The U.S. Marshals Service described Kuchta as being 5’ 2’’ in height, 135
pounds in weight, with brown hair and green eyes.
Kuchta—who the U.S. Marshals Service said has “an extensive criminal
history”—formerly resided in the 500 block of Glenwood Hills in Valparaiso
but has been known to frequent Lake and LaPorte counties.
In April 2011, Kuchta and a 15-year-old accomplice lured a 17-year-old
special needs boys to a residence in the 300 block of Roseland Terrace,
where they threatened him with a knife, handcuffed him, and sexually
battered him, the Valparaiso Police Department said at the time.
Kuchta was originally charged with criminal deviate conduct but pleaded
guilty to one count of criminal confinement, a Class C felony punishable by
a term of two to eight years; and one count of intimidation, a Class D
felony punishable by a term of six months to three years.

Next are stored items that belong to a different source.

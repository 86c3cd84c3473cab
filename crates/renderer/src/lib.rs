//! Renderer crate for logpaddle.
//!
//! Widgets record [`paddle::DrawCommand`]s into a [`paddle::DrawList`]; this
//! crate replays them with `wgpu` inside a `winit` window. The flow is:
//!
//! ```text
//!   logpaddle
//!       │ RendererConfig + Scene
//!       ▼
//!   Renderer::run ──▶ WindowState ──▶ winit event loop ──▶ Scene::update / Scene::draw
//!                                                            │
//!                                                            └─▶ GpuState::render(DrawList)
//! ```
//!
//! PNG assets go through [`texture::decode_png`] and are made resident once
//! by a [`TextureCache`]; scenes receive handles in [`Scene::load_textures`]
//! and never decode during a frame.

pub mod cache;
mod gpu;
mod scene;
pub mod texture;
mod types;
mod window;

use anyhow::Result;

pub use cache::{LoadedTexture, TextureBackend, TextureCache, TextureSource};
pub use scene::Scene;
pub use texture::{decode_png, DecodedImage, PixelLayout, PngColorType, TextureError};
pub use types::{FrameInput, RendererConfig};

/// Entry point that opens the window and drives a [`Scene`] until it closes.
pub struct Renderer {
    config: RendererConfig,
}

impl Renderer {
    pub fn new(config: RendererConfig) -> Self {
        Self { config }
    }

    pub fn config(&self) -> &RendererConfig {
        &self.config
    }

    /// Blocks on the event loop. Must be called from the main thread.
    pub fn run<S: Scene>(self, scene: S) -> Result<()> {
        tracing::info!(title = %self.config.title, "starting renderer");
        window::run_window(self.config, scene)
    }
}
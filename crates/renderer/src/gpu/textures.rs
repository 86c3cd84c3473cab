use anyhow::Result;
use paddle::TextureId;
use wgpu::util::{DeviceExt, TextureDataOrder};

use crate::cache::TextureBackend;
use crate::texture::DecodedImage;

/// Reserved handle for the 1x1 white texture bound for untextured quads.
pub(crate) const WHITE_TEXTURE: TextureId = TextureId(0);

struct GpuTexture {
    _texture: wgpu::Texture,
    bind_group: wgpu::BindGroup,
}

/// Texture storage for the quad pipeline. Handles index into `textures`.
pub(crate) struct GpuTextures {
    device: wgpu::Device,
    queue: wgpu::Queue,
    layout: wgpu::BindGroupLayout,
    sampler: wgpu::Sampler,
    format: wgpu::TextureFormat,
    textures: Vec<GpuTexture>,
}

impl GpuTextures {
    pub(crate) fn new(
        device: &wgpu::Device,
        queue: &wgpu::Queue,
        format: wgpu::TextureFormat,
    ) -> Self {
        let layout = device.create_bind_group_layout(&wgpu::BindGroupLayoutDescriptor {
            label: Some("quad texture layout"),
            entries: &[
                wgpu::BindGroupLayoutEntry {
                    binding: 0,
                    visibility: wgpu::ShaderStages::FRAGMENT,
                    ty: wgpu::BindingType::Texture {
                        sample_type: wgpu::TextureSampleType::Float { filterable: true },
                        view_dimension: wgpu::TextureViewDimension::D2,
                        multisampled: false,
                    },
                    count: None,
                },
                wgpu::BindGroupLayoutEntry {
                    binding: 1,
                    visibility: wgpu::ShaderStages::FRAGMENT,
                    ty: wgpu::BindingType::Sampler(wgpu::SamplerBindingType::Filtering),
                    count: None,
                },
            ],
        });

        let sampler = device.create_sampler(&wgpu::SamplerDescriptor {
            label: Some("quad sampler"),
            address_mode_u: wgpu::AddressMode::ClampToEdge,
            address_mode_v: wgpu::AddressMode::ClampToEdge,
            address_mode_w: wgpu::AddressMode::ClampToEdge,
            mag_filter: wgpu::FilterMode::Nearest,
            min_filter: wgpu::FilterMode::Nearest,
            mipmap_filter: wgpu::FilterMode::Nearest,
            ..Default::default()
        });

        let mut textures = Self {
            device: device.clone(),
            queue: queue.clone(),
            layout,
            sampler,
            format,
            textures: Vec::new(),
        };
        let white = textures.create("white texture", 1, 1, &[255, 255, 255, 255]);
        debug_assert_eq!(white, WHITE_TEXTURE);
        textures
    }

    pub(crate) fn layout(&self) -> &wgpu::BindGroupLayout {
        &self.layout
    }

    pub(crate) fn bind_group(&self, id: TextureId) -> Option<&wgpu::BindGroup> {
        self.textures
            .get(id.0 as usize)
            .map(|texture| &texture.bind_group)
    }

    fn create(&mut self, label: &str, width: u32, height: u32, rgba: &[u8]) -> TextureId {
        let texture = self.device.create_texture_with_data(
            &self.queue,
            &wgpu::TextureDescriptor {
                label: Some(label),
                size: wgpu::Extent3d {
                    width,
                    height,
                    depth_or_array_layers: 1,
                },
                mip_level_count: 1,
                sample_count: 1,
                dimension: wgpu::TextureDimension::D2,
                format: self.format,
                usage: wgpu::TextureUsages::TEXTURE_BINDING | wgpu::TextureUsages::COPY_DST,
                view_formats: &[],
            },
            TextureDataOrder::LayerMajor,
            rgba,
        );
        let view = texture.create_view(&wgpu::TextureViewDescriptor::default());
        let bind_group = self.device.create_bind_group(&wgpu::BindGroupDescriptor {
            label: Some(label),
            layout: &self.layout,
            entries: &[
                wgpu::BindGroupEntry {
                    binding: 0,
                    resource: wgpu::BindingResource::TextureView(&view),
                },
                wgpu::BindGroupEntry {
                    binding: 1,
                    resource: wgpu::BindingResource::Sampler(&self.sampler),
                },
            ],
        });

        let id = TextureId(self.textures.len() as u32);
        self.textures.push(GpuTexture {
            _texture: texture,
            bind_group,
        });
        id
    }
}

impl TextureBackend for GpuTextures {
    fn upload(&mut self, label: &str, image: &DecodedImage) -> Result<TextureId> {
        let limit = self.device.limits().max_texture_dimension_2d;
        if image.width() > limit || image.height() > limit {
            anyhow::bail!(
                "texture {label} is {}x{}, GPU limit is {limit}",
                image.width(),
                image.height()
            );
        }

        // wgpu has no 8-bit RGB format, so every upload goes through RGBA
        let rgba = image.to_rgba8();
        Ok(self.create(label, image.width(), image.height(), &rgba))
    }
}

Porter Superior Court Judge Bill Alexa sentenced Kuchta to eight years on
the Class C felony, four of those years suspended; and to three years on the
Class D felony, none suspended. But Alexa ordered Kuchta to serve those
terms concurrently for an effective term of four years in the Department of
Correction. Kuchta was eligible for release after serving half of that time.